On October 15th, 2014, a day that will live in infamy, I woke up to some horrible news.
There I was--asleep at my desk, being given the heads up by Jeff...Jeff of course is the guy who sits in the cubicle next to mine and lets me know when our supervisor is around the corner. My buddy Jeff has his methods for making sure I don't get in trouble. "Put it away guys, we can't be on PornHub anymore!" is what he usually says when we're awake and not doing work. When we're resting, he'll yell out "Boy, my leg sure is asleep. I better wake it up before it gets YELLED AT!!!" When we're asleep, the boss isn't around and he's bored, he'll get his phone out and do something to us that the kids call "tea-bagging." The joke's on him though. Most of the time I'm only pretending to be asleep. Because I want to open my eyes and smile when the camera flashes and his prunes are on my face--that always shows him!

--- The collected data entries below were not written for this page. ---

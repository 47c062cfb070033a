//! Force-directed layout: pairwise repulsion, edge springs, damped Euler
//! integration. Pinned nodes neither move nor get repelled.

use rand::Rng;

use super::model::Graph;
use super::types::Vec2;

/// Tuning knobs for one simulation step.
#[derive(Clone, Copy, Debug)]
pub struct LayoutParams {
	/// Numerator of the inverse-square repulsion.
	pub repulsion_strength: f32,
	/// Spring constant applied to `distance - rest_length`.
	pub spring_strength: f32,
	/// Distance at which a spring exerts no force.
	pub rest_length: f32,
	/// Velocity multiplier applied after each step; must be below 1.
	pub damping: f32,
	/// Fixed integration step used by [`GraphEngine::tick`](super::GraphEngine::tick).
	pub time_step: f32,
	/// Lower clamp on squared distance for repulsion.
	pub min_distance_sq: f32,
}

impl Default for LayoutParams {
	fn default() -> Self {
		Self {
			repulsion_strength: 2000.0,
			spring_strength: 0.02,
			rest_length: 100.0,
			damping: 0.9,
			time_step: 0.5,
			min_distance_sq: 1.0,
		}
	}
}

/// Rectangle that fresh node positions are drawn from.
#[derive(Clone, Copy, Debug)]
pub struct SpawnArea {
	/// Top-left corner.
	pub origin: Vec2,
	/// Width and height.
	pub extent: Vec2,
}

impl Default for SpawnArea {
	fn default() -> Self {
		Self {
			origin: Vec2::new(100.0, 100.0),
			extent: Vec2::new(600.0, 400.0),
		}
	}
}

impl SpawnArea {
	/// Whether `p` lies in the half-open rectangle.
	pub fn contains(&self, p: Vec2) -> bool {
		let end = self.origin + self.extent;
		p.x >= self.origin.x && p.x < end.x && p.y >= self.origin.y && p.y < end.y
	}
}

/// Give every node a random position inside `spawn` and zero its velocity.
pub fn scatter<R: Rng>(graph: &mut Graph, spawn: &SpawnArea, rng: &mut R) {
	for node in graph.nodes_mut() {
		node.position = Vec2::new(
			spawn.origin.x + rng.gen_range(0.0..spawn.extent.x),
			spawn.origin.y + rng.gen_range(0.0..spawn.extent.y),
		);
		node.velocity = Vec2::ZERO;
	}
}

/// Advance the simulation by `dt`.
pub fn step(graph: &mut Graph, params: &LayoutParams, dt: f32) {
	let snapshot: Vec<(Vec2, bool)> = graph
		.nodes()
		.iter()
		.map(|n| (n.position, n.is_pinned()))
		.collect();
	let mut forces = vec![Vec2::ZERO; snapshot.len()];

	for i in 0..snapshot.len() {
		let (pi, pinned_i) = snapshot[i];
		if pinned_i {
			continue;
		}
		for j in (i + 1)..snapshot.len() {
			let (pj, pinned_j) = snapshot[j];
			if pinned_j {
				continue;
			}
			let delta = pi - pj;
			let dist_sq = delta.length_sq().max(params.min_distance_sq);
			let dist = dist_sq.sqrt();
			let force = delta * (params.repulsion_strength / dist_sq / dist);
			forces[i] += force;
			forces[j] -= force;
		}
	}

	for edge in graph.edges() {
		let (from, to) = (edge.from.index(), edge.to.index());
		let ((p_from, pinned_from), (p_to, pinned_to)) = (snapshot[from], snapshot[to]);
		if pinned_from && pinned_to {
			continue;
		}
		let delta = p_to - p_from;
		let dist = delta.length().max(1.0);
		let force = delta * ((dist - params.rest_length) * params.spring_strength / dist);
		if !pinned_from {
			forces[from] += force;
		}
		if !pinned_to {
			forces[to] -= force;
		}
	}

	for (node, force) in graph.nodes_mut().iter_mut().zip(forces) {
		if node.is_pinned() {
			continue;
		}
		node.velocity += force;
		node.position += node.velocity * dt;
		node.velocity *= params.damping;
	}
}

/// Sum of squared speeds; falls towards zero as the layout settles.
pub fn kinetic_energy(graph: &Graph) -> f32 {
	graph.nodes().iter().map(|n| n.velocity.length_sq()).sum()
}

Anyways...Jeff woke me up to tell me that Margarita, the 60 year old cleaning lady that lets you touch her boobs (over the shirt) for a few Andrew Jacksons had been deported. Remember that scene from Wreck-It-Ralph when Ralph destroys that little girl's candy car? That's how I felt. With every fiber of my being, I try my best not to cry. But the feels are seriously getting to me. After a few minutes, I realize I can't hold it in anymore. I run to the bathroom and let it all out inside the handicap stall. Then I have myself that cry.
When I come back, I find out Ezra Miller has been cast as the Flash for the Warner Bros. series of DC Films.

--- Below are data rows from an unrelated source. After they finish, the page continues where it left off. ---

//! The owned engine object: one graph plus its layout, interaction and
//! analytics state, driven a tick at a time.

use log::{debug, info};
use rand::SeedableRng;
use rand::rngs::StdRng;

use super::centrality::{self, CentralityTable, DegreeCentrality, NodeScore, RiskEntry};
use super::interaction::InteractionState;
use super::layout::{self, LayoutParams, SpawnArea};
use super::model::{Graph, RadiusRange};
use super::prediction::{self, Prediction};
use super::types::{NodeId, Triple, Vec2};

/// Everything tunable about an engine instance.
#[derive(Clone, Copy, Debug)]
pub struct EngineConfig {
	/// Force simulation parameters.
	pub layout: LayoutParams,
	/// Node radius bounds.
	pub radius: RadiusRange,
	/// Area fresh positions are drawn from.
	pub spawn: SpawnArea,
	/// Seed for position scattering.
	pub seed: u64,
}

impl Default for EngineConfig {
	fn default() -> Self {
		Self {
			layout: LayoutParams::default(),
			radius: RadiusRange::default(),
			spawn: SpawnArea::default(),
			seed: 0x5eed,
		}
	}
}

/// Node and edge counts for display.
#[derive(Clone, Copy, Debug, PartialEq, Eq)]
pub struct GraphSummary {
	/// Number of nodes.
	pub nodes: usize,
	/// Number of edges.
	pub edges: usize,
}

/// Owns one graph together with its layout and interaction state.
///
/// All mutation goes through `&mut self`, one tick at a time. The pointer
/// methods are the only path that moves a dragged node; [`tick`](Self::tick)
/// and [`step`](Self::step) only move free ones.
pub struct GraphEngine {
	config: EngineConfig,
	graph: Graph,
	interaction: InteractionState,
	centrality: Option<CentralityTable>,
	rng: StdRng,
	generation: u32,
}

impl GraphEngine {
	/// Create an engine with an empty graph.
	pub fn new(config: EngineConfig) -> Self {
		Self {
			config,
			graph: Graph::default(),
			interaction: InteractionState::default(),
			centrality: None,
			rng: StdRng::seed_from_u64(config.seed),
			generation: 0,
		}
	}

	/// Discard the current graph and build a new one from `triples`.
	///
	/// Handles from the previous graph stop resolving.
	pub fn load(&mut self, triples: &[Triple]) {
		self.generation = self.generation.wrapping_add(1);
		self.graph = Graph::build_with(triples, self.config.radius, self.generation);
		layout::scatter(&mut self.graph, &self.config.spawn, &mut self.rng);
		self.interaction.forget();
		self.centrality = None;
	}

	/// Engine configuration.
	pub fn config(&self) -> &EngineConfig {
		&self.config
	}

	/// The loaded graph.
	pub fn graph(&self) -> &Graph {
		&self.graph
	}

	/// View and gesture state.
	pub fn interaction(&self) -> &InteractionState {
		&self.interaction
	}

	/// Node and edge counts.
	pub fn summary(&self) -> GraphSummary {
		GraphSummary {
			nodes: self.graph.node_count(),
			edges: self.graph.edge_count(),
		}
	}

	/// Advance the layout by the configured fixed time step.
	pub fn tick(&mut self) {
		self.step(self.config.layout.time_step);
	}

	/// Advance the layout by `dt`.
	pub fn step(&mut self, dt: f32) {
		layout::step(&mut self.graph, &self.config.layout, dt);
	}

	/// Recompute PageRank for every node and keep the result.
	pub fn compute_centrality(&mut self) -> &CentralityTable {
		self.centrality.insert(centrality::page_rank(&self.graph))
	}

	/// Most recently computed PageRank table.
	pub fn centrality(&self) -> Option<&CentralityTable> {
		self.centrality.as_ref()
	}

	/// Degree centrality for all nodes.
	pub fn degree_centrality(&self) -> Vec<DegreeCentrality> {
		centrality::degree_centrality(&self.graph)
	}

	/// Normalised betweenness for all nodes, highest first.
	pub fn betweenness_centrality(&self) -> Vec<NodeScore> {
		centrality::betweenness_centrality(&self.graph)
	}

	/// Closeness for all nodes, highest first.
	pub fn closeness_centrality(&self) -> Vec<NodeScore> {
		centrality::closeness_centrality(&self.graph)
	}

	/// The `limit` most urgent nodes by severity, then degree.
	pub fn top_risks(&self, limit: usize) -> Vec<RiskEntry> {
		centrality::top_risks(&self.graph, limit)
	}

	/// Fresh link predictions for `node`.
	pub fn predict_links(&self, node: NodeId) -> Vec<Prediction> {
		prediction::predict_links(&self.graph, node)
	}

	/// The selected node, if any.
	pub fn selected(&self) -> Option<NodeId> {
		self.interaction.selected(&self.graph)
	}

	/// Link predictions for the selected node; empty with no selection.
	pub fn selected_predictions(&self) -> Vec<Prediction> {
		self.selected()
			.map(|id| self.predict_links(id))
			.unwrap_or_default()
	}

	/// Pointer pressed at a screen position.
	pub fn pointer_down(&mut self, screen: Vec2) -> Option<NodeId> {
		self.interaction.pointer_down(&mut self.graph, screen)
	}

	/// Pointer moved to a screen position.
	pub fn pointer_move(&mut self, screen: Vec2) {
		self.interaction.pointer_move(&mut self.graph, screen);
	}

	/// Pointer released.
	pub fn pointer_up(&mut self) {
		self.interaction.pointer_up(&mut self.graph);
	}

	/// Pointer left the drawing surface.
	pub fn pointer_leave(&mut self) {
		self.interaction.pointer_leave(&mut self.graph);
	}

	/// Wheel scrolled by `(dx, dy)` notches.
	pub fn wheel(&mut self, dx: f32, dy: f32) {
		self.interaction.wheel(dx, dy);
	}

	/// Unselect every node.
	pub fn clear_selection(&mut self) {
		debug!("selection cleared");
		self.interaction.clear_selection(&mut self.graph);
	}

	/// Scatter nodes, zero velocities, clear selection and re-centre the
	/// view without rebuilding the graph.
	pub fn reset_layout(&mut self) {
		info!("resetting layout");
		self.interaction
			.reset(&mut self.graph, &self.config.spawn, &mut self.rng);
	}
}

impl Default for GraphEngine {
	fn default() -> Self {
		Self::new(EngineConfig::default())
	}
}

Now, my initial reaction was very similar to everyone else's. I was all like say whaaaa? And then I was all like Nuh-uh! Looking back, I even remember being like guuurl, you bettah drahp dat chicken dinner and get wit a winner! Driving back on the way home, it's possible that I even sang if you liked it, then you shudda put a ring on it. Keep in mind, I wasn't angry with the casting. Just confused as to why they didn't go after Emilio Estevez, comedian Steven Wright (I know Sam Kinison is dead, so that's why that fan-favorite wasn't pursued), or even that dude playing him right now, Grant Gustin.
But the more I thought about it at home, the more I realized I was overreacting to nothing. Relaxing in my bubble bath, listening to Kenny G, I realized two things. One: How many times have we fans been wrong about controversial casting decisions? Two: These all-organic lilac scented candles from Martha Stewart's Fall catalog were five different types of fabuloso! Before I turn to Nickelodeon to get my fap on (before you guys judge me as some lecherous pedophile, I'll have you know that I'm actually not some dirty old man--I don't even turn 35 for another two months!), I realize two more things. One: I can't seem to pitch a tent unless someone is looking at me (and my cat Meowitz is nowhere to be found). Two: Ezra Miller may end up being not only a better Flash than John Wesley Snipes Ships, but Miller may be an even better Flash than...Grant Gustin!
Yeah...yeah...I know. Put that away. Shooting your computer monitor isn't going to kill me. You know what? Do it bitch! I don't care. Destroy your laptop or desktop monitor. Send me the bill to replace it so I can send you back an envelope full of Monopoly money and a picture of my ass! But before you do that, all I ask is that you hear me out first! Below, you'll find the reasons why I'm supporting Ezra Miller as the Flash.
So without further ado, feast your eyes on these solid arguments that cannot possibly be refuted without significantly embarrassing one's self.
She's A Great Actress
Okay...time for me to fess up. Technically I haven't seen any of her work. But I've been told by my brother that she was really good in this movie called "Wallflower" with that one girl who played Hermione in those Harry Potter films. Emma Blunt? It doesn't matter. What does matter is that Tara Reid isn't getting work anymore because she's a bad actress, but this woman that will be playing the Flash, is.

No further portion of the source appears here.